Hoodoo Hatcher was raised by his grandmother, who he called Mama Frances. His Grandpa (Pa Manuel) didn’t live with her, but he came around when things needed doing… even if he might be a little worried about being hexed when he did. Hoodoo’s father was out of the picture, as was his mother who died when he was born. In fact, unraveling the mysterious past of his family pulls us deeper into the story as he is motivated to help his family and a girl he cares for, named Bunny, when a creepy outsider comes to town asking for a special hoodoo charm called Mandragora.
 

A hand, followed by a long arm, shot right up out of the dirt. Crooked, black fingers grabbed at the empty air. And then, with a sound like an ax chopping through wood, a dead man rose up out of his pine box. He had on a long cloak and a wide-brimmed black hat. His eyes glowed red. He was coming for me. “Mandragore,” he said, as slow as molasses. “The one that did the deed.”

 
After horrifying visions begin in his dreams, Hoodoo goes to see the fortune-teller from the county fair, but is given only a cryptic clue to who this guy is and what he wants. He learns that the evil figure is a demon in human form come to collect on the debts of his father. It is finally revealed that Hoodoo’s father had died on the gallows, convicted of murder, and had made a “deal with the devil” at the end. But it backfired.
 

Beware! He who holds the hand of glory may use the dead man’s fingers as candlewicks, which cast an unholy light, by which the dead can be called from the grave to do the owner’s ghastly work, spreading death and destruction in his name.

 
Hoodoo steals a book from the fortune-teller. Turns out he’s gonna need a lot more protection for his troubles. Hoodoo’s hand starts to get hot, real hot, and when he loses his temper, he gains amazing strength in that hand. It’s his father’s hand. The hand that did the deed. The hand the dark stranger is coming for.
 
Hoodoo explores an overgrown meeting house and discovers a dusty tome beneath the floorboards, he goes soul-traveling and talks to his father, which leaves him with even more questions, and he learns that conjuring is in his blood. He tries his own hand at magic. But when the demon comes for its due and puts the entire town under a spell, will a few magic words be enough to defeat him?
 
The story gives insight to the life a black kid might have led back in the 30s, worried about being swindled by the local carnies, bullied by a pair of local boys bigger than him, and loving the food he grew up with, like catfish, grits, and chitlins.
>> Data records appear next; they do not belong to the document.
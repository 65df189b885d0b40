//! Hand-authored level layouts on a fixed column grid.
//!
//! The play space is a single 896-unit-wide column fenced by two tall
//! walls; platforms snap to a 128-unit grid (fractional grid coordinates
//! are allowed). Every level carries the same default trio — cat, portal
//! (exit), trapdoor (entry) — referenced by index into the entity array,
//! plus its platforms. Construction is pure given the animation table:
//! loading the same level twice yields structurally identical arrays.

use cjq_core::animation::{Animation, EntityKind};
use glam::Vec2;

use crate::entity::{CatState, Entity, SPRITE_SCALE};

pub const COL_WIDTH: f32 = 896.0;
pub const GRID_W: f32 = 32.0 * SPRITE_SCALE;
pub const GRID_H: f32 = 32.0 * SPRITE_SCALE;
/// COL_WIDTH / GRID_W
pub const GRID_COLS: f32 = 7.0;

/// Entity cap per level; authoring-time invariant enforced by `validate`.
pub const MAX_LEVEL_ENTITIES: usize = 64;

pub fn grid_anchor(x: f32, y: f32) -> Vec2 {
    Vec2::new(x * GRID_W, y * GRID_H)
}

#[derive(Debug, Clone, PartialEq)]
pub struct CatLevel {
    pub name: &'static str,
    pub entities: Vec<Entity>,
    /// Indices of the distinguished entities within `entities`. Stable for
    /// the level's lifetime — the array is append-only after construction.
    pub cat: usize,
    pub portal: usize,
    pub trapdoor: usize,
}

impl CatLevel {
    /// A level pre-populated with the default trio and the column walls.
    fn with_defaults(name: &'static str, animations: &[Animation]) -> Self {
        let frame_sz = animations
            .iter()
            .find(|a| a.kind == EntityKind::Cat)
            .map(|a| a.frame_sz)
            .unwrap_or(0);

        let mut entities = Vec::new();
        entities.push(Entity::cat(frame_sz, animations));
        entities.push(Entity::portal(frame_sz, animations));
        entities.push(Entity::trapdoor(frame_sz, animations));
        entities.push(Entity::wall(Vec2::new(0.0, -1024.0), 4056.0, true));
        entities.push(Entity::wall(Vec2::new(COL_WIDTH, -1024.0), 4056.0, false));

        Self {
            name,
            entities,
            cat: 0,
            portal: 1,
            trapdoor: 2,
        }
    }

    fn add_platform(&mut self, grid_x: f32, grid_y: f32, width: f32) {
        self.entities
            .push(Entity::platform(grid_anchor(grid_x, grid_y), width));
    }

    fn place_portal(&mut self, grid_x: f32, grid_y: f32) {
        let anchor = grid_anchor(grid_x, grid_y);
        let portal = &mut self.entities[self.portal];
        portal.anchor = anchor;
        portal.integrate(0.0);
    }

    fn place_trapdoor(&mut self, grid_x: f32, grid_y: f32) {
        let anchor = grid_anchor(grid_x, grid_y);
        let trapdoor = &mut self.entities[self.trapdoor];
        trapdoor.anchor = anchor;
        trapdoor.integrate(0.0);
    }

    pub fn cat(&self) -> &Entity {
        &self.entities[self.cat]
    }

    /// Load-time invariant checks. Everything here is an authoring error,
    /// not a runtime condition: once a level set validates, animation
    /// lookups index the shared table without further checks.
    pub fn validate(&self, animations: &[Animation]) -> Result<(), String> {
        if self.entities.len() > MAX_LEVEL_ENTITIES {
            return Err(format!(
                "Level '{}' invalid: {} entities exceeds the cap of {}",
                self.name,
                self.entities.len(),
                MAX_LEVEL_ENTITIES
            ));
        }

        for (idx, expected) in [
            (self.cat, EntityKind::Cat),
            (self.portal, EntityKind::Portal),
            (self.trapdoor, EntityKind::Trapdoor),
        ] {
            let Some(ent) = self.entities.get(idx) else {
                return Err(format!(
                    "Level '{}' invalid: {:?} index {} out of range",
                    self.name, expected, idx
                ));
            };
            if ent.kind != expected {
                return Err(format!(
                    "Level '{}' invalid: entity {} is {:?}, expected {:?}",
                    self.name, idx, ent.kind, expected
                ));
            }
            match ent.anim {
                None => {
                    return Err(format!(
                        "Level '{}' invalid: {:?} has no animation sheet in the table",
                        self.name, expected
                    ));
                }
                Some(anim) if expected == EntityKind::Cat && anim.count != CatState::COUNT => {
                    return Err(format!(
                        "Level '{}' invalid: cat needs {} animation sheets, table has {}",
                        self.name,
                        CatState::COUNT,
                        anim.count
                    ));
                }
                Some(_) => {}
            }
        }

        for (i, ent) in self.entities.iter().enumerate() {
            let Some(anim) = ent.anim else {
                continue;
            };
            if anim.count == 0 || anim.base + anim.count > animations.len() {
                return Err(format!(
                    "Level '{}' invalid: entity {} animation run {}..{} out of table bounds ({})",
                    self.name,
                    i,
                    anim.base,
                    anim.base + anim.count,
                    animations.len()
                ));
            }
            if anim.index >= anim.count {
                return Err(format!(
                    "Level '{}' invalid: entity {} animation index {} out of its run of {}",
                    self.name, i, anim.index, anim.count
                ));
            }
            for ani in &animations[anim.base..anim.base + anim.count] {
                if ani.kind != ent.kind {
                    return Err(format!(
                        "Level '{}' invalid: entity {} ({:?}) bound to a {:?} sheet",
                        self.name, i, ent.kind, ani.kind
                    ));
                }
            }
        }

        Ok(())
    }
}

pub fn level00(animations: &[Animation]) -> CatLevel {
    let mut level = CatLevel::with_defaults("landing", animations);
    level.place_trapdoor(0.0, 0.0);
    level.place_portal(GRID_COLS - 1.0, 2.0);

    level.add_platform(0.0, 3.0, GRID_COLS * GRID_W);
    level
}

pub fn level01(animations: &[Animation]) -> CatLevel {
    let mut level = CatLevel::with_defaults("gap", animations);
    level.place_trapdoor(0.0, 0.0);
    level.place_portal(GRID_COLS - 1.0, 2.0);

    level.add_platform(0.0, 3.0, GRID_W * 2.5);
    level.add_platform(4.5, 3.0, GRID_W * 2.5);
    level
}

pub fn level02(animations: &[Animation]) -> CatLevel {
    let mut level = CatLevel::with_defaults("two floors", animations);
    level.place_trapdoor(0.0, 0.0);
    level.place_portal(GRID_COLS - 1.0, 5.0);

    level.add_platform(0.0, 3.0, GRID_W * 2.5);
    level.add_platform(4.5, 3.0, GRID_W * 2.5);
    level.add_platform(0.0, 6.0, GRID_W * 2.5);
    level.add_platform(4.5, 6.0, GRID_W * 2.5);
    level
}

pub fn level03(animations: &[Animation]) -> CatLevel {
    let mut level = CatLevel::with_defaults("backtrack", animations);
    level.place_trapdoor(0.0, 0.0);
    level.place_portal(0.0, 4.0);

    level.add_platform(0.0, 3.0, GRID_W * 2.5);
    level.add_platform(0.0, 5.0, GRID_W * 2.5);
    level.add_platform(4.5, 2.0, GRID_W * 2.5);
    level.add_platform(4.0, 6.5, GRID_W * 0.75);
    level
}

pub fn level04(animations: &[Animation]) -> CatLevel {
    let mut level = CatLevel::with_defaults("switchback", animations);
    level.place_trapdoor(0.0, 0.0);
    level.place_portal(2.0, 5.0);

    level.add_platform(0.0, 3.0, GRID_W * 2.5);
    level.add_platform(4.5, 4.5, GRID_W * 2.5);
    level.add_platform(1.5, 6.0, GRID_W * 2.0);
    level
}

pub fn level05(animations: &[Animation]) -> CatLevel {
    let mut level = CatLevel::with_defaults("ledges", animations);
    level.place_trapdoor(0.0, 0.0);
    level.place_portal(3.0, 5.5);

    level.add_platform(0.0, 3.0, GRID_W * 2.5);
    level.add_platform(3.0, 4.0, GRID_W * 0.75);
    level.add_platform(5.5, 5.0, GRID_W * 0.75);
    level.add_platform(3.0, 6.5, GRID_W * 0.75);
    level
}

pub fn level06(animations: &[Animation]) -> CatLevel {
    let mut level = CatLevel::with_defaults("chimney", animations);
    level.place_trapdoor(0.0, 0.0);
    level.place_portal(5.5, 2.0);

    // Inner wall forces a descent under it before climbing back up right.
    level
        .entities
        .push(Entity::wall(grid_anchor(3.5, 1.0), GRID_H * 3.5, false));

    level.add_platform(0.0, 3.0, GRID_W * 2.5);
    level.add_platform(4.5, 3.0, GRID_W * 2.5);
    level.add_platform(0.0, 5.5, GRID_W * 3.0);
    level.add_platform(3.5, 5.5, GRID_W * 3.0);
    level.add_platform(5.5, 4.25, GRID_W * 1.5);
    level
}

pub fn level07(animations: &[Animation]) -> CatLevel {
    let mut level = CatLevel::with_defaults("descent", animations);
    level.place_trapdoor(0.0, 0.0);
    level.place_portal(0.5, 8.0);

    level.add_platform(0.0, 3.0, GRID_W * 1.5);
    level.add_platform(3.0, 4.5, GRID_W * 1.5);
    level.add_platform(0.0, 6.0, GRID_W * 1.5);
    level.add_platform(3.0, 7.5, GRID_W * 1.5);
    level.add_platform(0.0, 9.0, GRID_W * 2.0);
    level
}

pub fn level08(animations: &[Animation]) -> CatLevel {
    let mut level = CatLevel::with_defaults("summit", animations);
    level.place_trapdoor(0.0, 0.0);
    level.place_portal(2.75, 0.75);

    level.add_platform(0.0, 3.0, GRID_W * 2.5);
    level.add_platform(4.5, 3.0, GRID_W * 2.5);
    level.add_platform(2.25, 1.75, GRID_W * 1.5);
    level
}

/// Every level, in play order.
pub fn load_all(animations: &[Animation]) -> Vec<CatLevel> {
    vec![
        level00(animations),
        level01(animations),
        level02(animations),
        level03(animations),
        level04(animations),
        level05(animations),
        level06(animations),
        level07(animations),
        level08(animations),
    ]
}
Racism is explored deftly, exemplifying itself in the matter-of-fact description of Hoodoo’s daily life. Smith’s depiction of a hidden South is woven so skillfully in fact, that I desperately want to learn more about Hoodoo’s world, to taste it more deeply both in its triumphs and its dark corners.
 
I admit I was first attracted to the book because of the cool cover art, but I am so glad I dove into this world of secret societies, grimoires and curses. It’s really a charm. I’ll be anxiously looking for more from this author! (His second novel The Mesmerist is due out in 2016!)
 

“Aha,” she croaked, seeing my face. “Ain’t nothing to be afraid of. This here chicken foot will get rid of the bad juju left from that demon.” I didn’t know what bad juju was, but figured it wasn’t good if it had to be gotten rid of.